▶ PROVIDED RECORDS:
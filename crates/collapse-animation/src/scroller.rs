//! Timed scroll integration used to settle a panel after release.
//!
//! Port of the `startScroll` path of Android's `Scroller`: a fixed-duration
//! move from a start offset by a delta, eased with the viscous-fluid curve.

use std::sync::LazyLock;

/// Duration of a settle when none is given.
pub const DEFAULT_SETTLE_DURATION_MS: i64 = 250;

/// Controls how sharply the viscous-fluid curve decelerates.
const VISCOUS_FLUID_SCALE: f32 = 8.0;

/// e^-1, where the two halves of the curve meet.
const VISCOUS_FLUID_KNEE: f32 = 0.367_879_44;

/// `(normalize, offset)` so that the curve maps 0 to 0 and 1 to 1.
static VISCOUS_FLUID_NORMALIZATION: LazyLock<(f32, f32)> = LazyLock::new(|| {
    let normalize = 1.0 / viscous_fluid_raw(1.0);
    let offset = 1.0 - normalize * viscous_fluid_raw(1.0);
    (normalize, offset)
});

fn viscous_fluid_raw(x: f32) -> f32 {
    let x = x * VISCOUS_FLUID_SCALE;
    if x < 1.0 {
        x - (1.0 - (-x).exp())
    } else {
        let x = 1.0 - (1.0 - x).exp();
        VISCOUS_FLUID_KNEE + x * (1.0 - VISCOUS_FLUID_KNEE)
    }
}

/// Viscous-fluid easing of a linear time fraction in `[0, 1]`.
///
/// Starts slowly, accelerates, then decays exponentially into the target.
pub fn viscous_fluid(fraction: f32) -> f32 {
    let (normalize, offset) = *VISCOUS_FLUID_NORMALIZATION;
    let interpolated = normalize * viscous_fluid_raw(fraction.clamp(0.0, 1.0));
    if interpolated > 0.0 {
        interpolated + offset
    } else {
        interpolated
    }
}

/// Integrates a settle from `start` to `start + delta` over a fixed duration.
///
/// Offsets are whole pixels. The scroller never reads a clock; every time is
/// supplied by the caller in milliseconds.
#[derive(Clone, Debug)]
pub struct SettleScroller {
    start: i32,
    delta: i32,
    current: i32,
    start_time_ms: i64,
    duration_ms: i64,
    finished: bool,
}

impl Default for SettleScroller {
    fn default() -> Self {
        Self::new()
    }
}

impl SettleScroller {
    /// Creates a scroller that is already finished.
    pub fn new() -> Self {
        Self {
            start: 0,
            delta: 0,
            current: 0,
            start_time_ms: 0,
            duration_ms: 0,
            finished: true,
        }
    }

    /// Starts a settle with [`DEFAULT_SETTLE_DURATION_MS`].
    pub fn start_scroll(&mut self, start: i32, delta: i32, now_ms: i64) {
        self.start_scroll_with_duration(start, delta, now_ms, DEFAULT_SETTLE_DURATION_MS);
    }

    /// Starts a settle that lasts `duration_ms`, replacing any settle in flight.
    pub fn start_scroll_with_duration(
        &mut self,
        start: i32,
        delta: i32,
        now_ms: i64,
        duration_ms: i64,
    ) {
        self.start = start;
        self.delta = delta;
        self.current = start;
        self.start_time_ms = now_ms;
        self.duration_ms = duration_ms.max(0);
        self.finished = false;
    }

    /// Advances the integration to `now_ms`.
    ///
    /// Returns `false` if the scroller was already finished before this call.
    /// The call that reaches the duration snaps to the final offset, marks
    /// the scroller finished and still returns `true`.
    pub fn compute_offset(&mut self, now_ms: i64) -> bool {
        if self.finished {
            return false;
        }

        let elapsed = self.elapsed_ms(now_ms);
        if elapsed < self.duration_ms {
            let fraction = elapsed as f32 / self.duration_ms as f32;
            let eased = viscous_fluid(fraction);
            self.current = self.start + (eased * self.delta as f32).round() as i32;
        } else {
            self.current = self.final_offset();
            self.finished = true;
        }
        true
    }

    /// Stops the integration where it is; [`current`](Self::current) keeps
    /// the last computed offset.
    pub fn force_finished(&mut self) {
        self.finished = true;
    }

    pub fn is_finished(&self) -> bool {
        self.finished
    }

    pub fn start(&self) -> i32 {
        self.start
    }

    pub fn current(&self) -> i32 {
        self.current
    }

    /// Offset the integration ends at.
    pub fn final_offset(&self) -> i32 {
        self.start + self.delta
    }

    pub fn duration_ms(&self) -> i64 {
        self.duration_ms
    }

    /// Time since the settle started, never negative.
    pub fn elapsed_ms(&self, now_ms: i64) -> i64 {
        (now_ms - self.start_time_ms).max(0)
    }
}

#[cfg(test)]
mod tests {
    use super::*;

    #[test]
    fn viscous_fluid_endpoints() {
        assert_eq!(viscous_fluid(0.0), 0.0);
        assert!((viscous_fluid(1.0) - 1.0).abs() < 1e-5);
    }

    #[test]
    fn viscous_fluid_is_monotonic() {
        let mut prev = 0.0;
        for i in 0..=100 {
            let value = viscous_fluid(i as f32 / 100.0);
            assert!(
                value >= prev,
                "curve decreased at step {}: {} < {}",
                i,
                value,
                prev
            );
            prev = value;
        }
    }

    #[test]
    fn viscous_fluid_clamps_input() {
        assert_eq!(viscous_fluid(-1.0), 0.0);
        assert!((viscous_fluid(2.0) - 1.0).abs() < 1e-5);
    }

    #[test]
    fn new_scroller_is_finished() {
        let mut scroller = SettleScroller::new();
        assert!(scroller.is_finished());
        assert!(!scroller.compute_offset(100));
    }

    #[test]
    fn settle_reaches_final_offset_at_duration() {
        let mut scroller = SettleScroller::new();
        scroller.start_scroll(40, 160, 1_000);

        assert!(scroller.compute_offset(1_000));
        assert_eq!(scroller.current(), 40);

        assert!(scroller.compute_offset(1_100));
        assert!(scroller.current() > 40 && scroller.current() < 200);
        assert!(!scroller.is_finished());

        assert!(scroller.compute_offset(1_000 + DEFAULT_SETTLE_DURATION_MS));
        assert_eq!(scroller.current(), 200);
        assert!(scroller.is_finished());

        assert!(!scroller.compute_offset(1_400));
    }

    #[test]
    fn negative_delta_moves_backwards() {
        let mut scroller = SettleScroller::new();
        scroller.start_scroll(120, -120, 0);

        scroller.compute_offset(50);
        assert!(scroller.current() < 120);
        assert!(scroller.current() >= 0);
        assert_eq!(scroller.final_offset(), 0);
    }

    #[test]
    fn force_finished_keeps_current_offset() {
        let mut scroller = SettleScroller::new();
        scroller.start_scroll(0, 100, 0);
        scroller.compute_offset(100);
        let current = scroller.current();

        scroller.force_finished();

        assert!(scroller.is_finished());
        assert_eq!(scroller.current(), current);
        assert!(!scroller.compute_offset(200));
        assert_eq!(scroller.current(), current);
    }

    #[test]
    fn zero_duration_finishes_on_first_frame() {
        let mut scroller = SettleScroller::new();
        scroller.start_scroll_with_duration(10, 50, 0, 0);
        assert!(scroller.compute_offset(0));
        assert_eq!(scroller.current(), 60);
        assert!(scroller.is_finished());
    }

    #[test]
    fn elapsed_is_never_negative() {
        let mut scroller = SettleScroller::new();
        scroller.start_scroll(0, 10, 500);
        assert_eq!(scroller.elapsed_ms(400), 0);
        assert_eq!(scroller.elapsed_ms(600), 100);
    }
}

▶ ASSIGNED TASK: What is needed is an exact copy of the lines from the start of the listing through the line where "the curve meet." sits, please, both end lines included and nothing more.

▶ ANSWER TO THIS PROBLEM:
filename crates/collapse-animation/src/scroller.rs
//! Timed scroll integration used to settle a panel after release.
//!
//! Port of the `startScroll` path of Android's `Scroller`: a fixed-duration
//! move from a start offset by a delta, eased with the viscous-fluid curve.

use std::sync::LazyLock;

/// Duration of a settle when none is given.
pub const DEFAULT_SETTLE_DURATION_MS: i64 = 250;

/// Controls how sharply the viscous-fluid curve decelerates.
const VISCOUS_FLUID_SCALE: f32 = 8.0;

/// e^-1, where the two halves of the curve meet.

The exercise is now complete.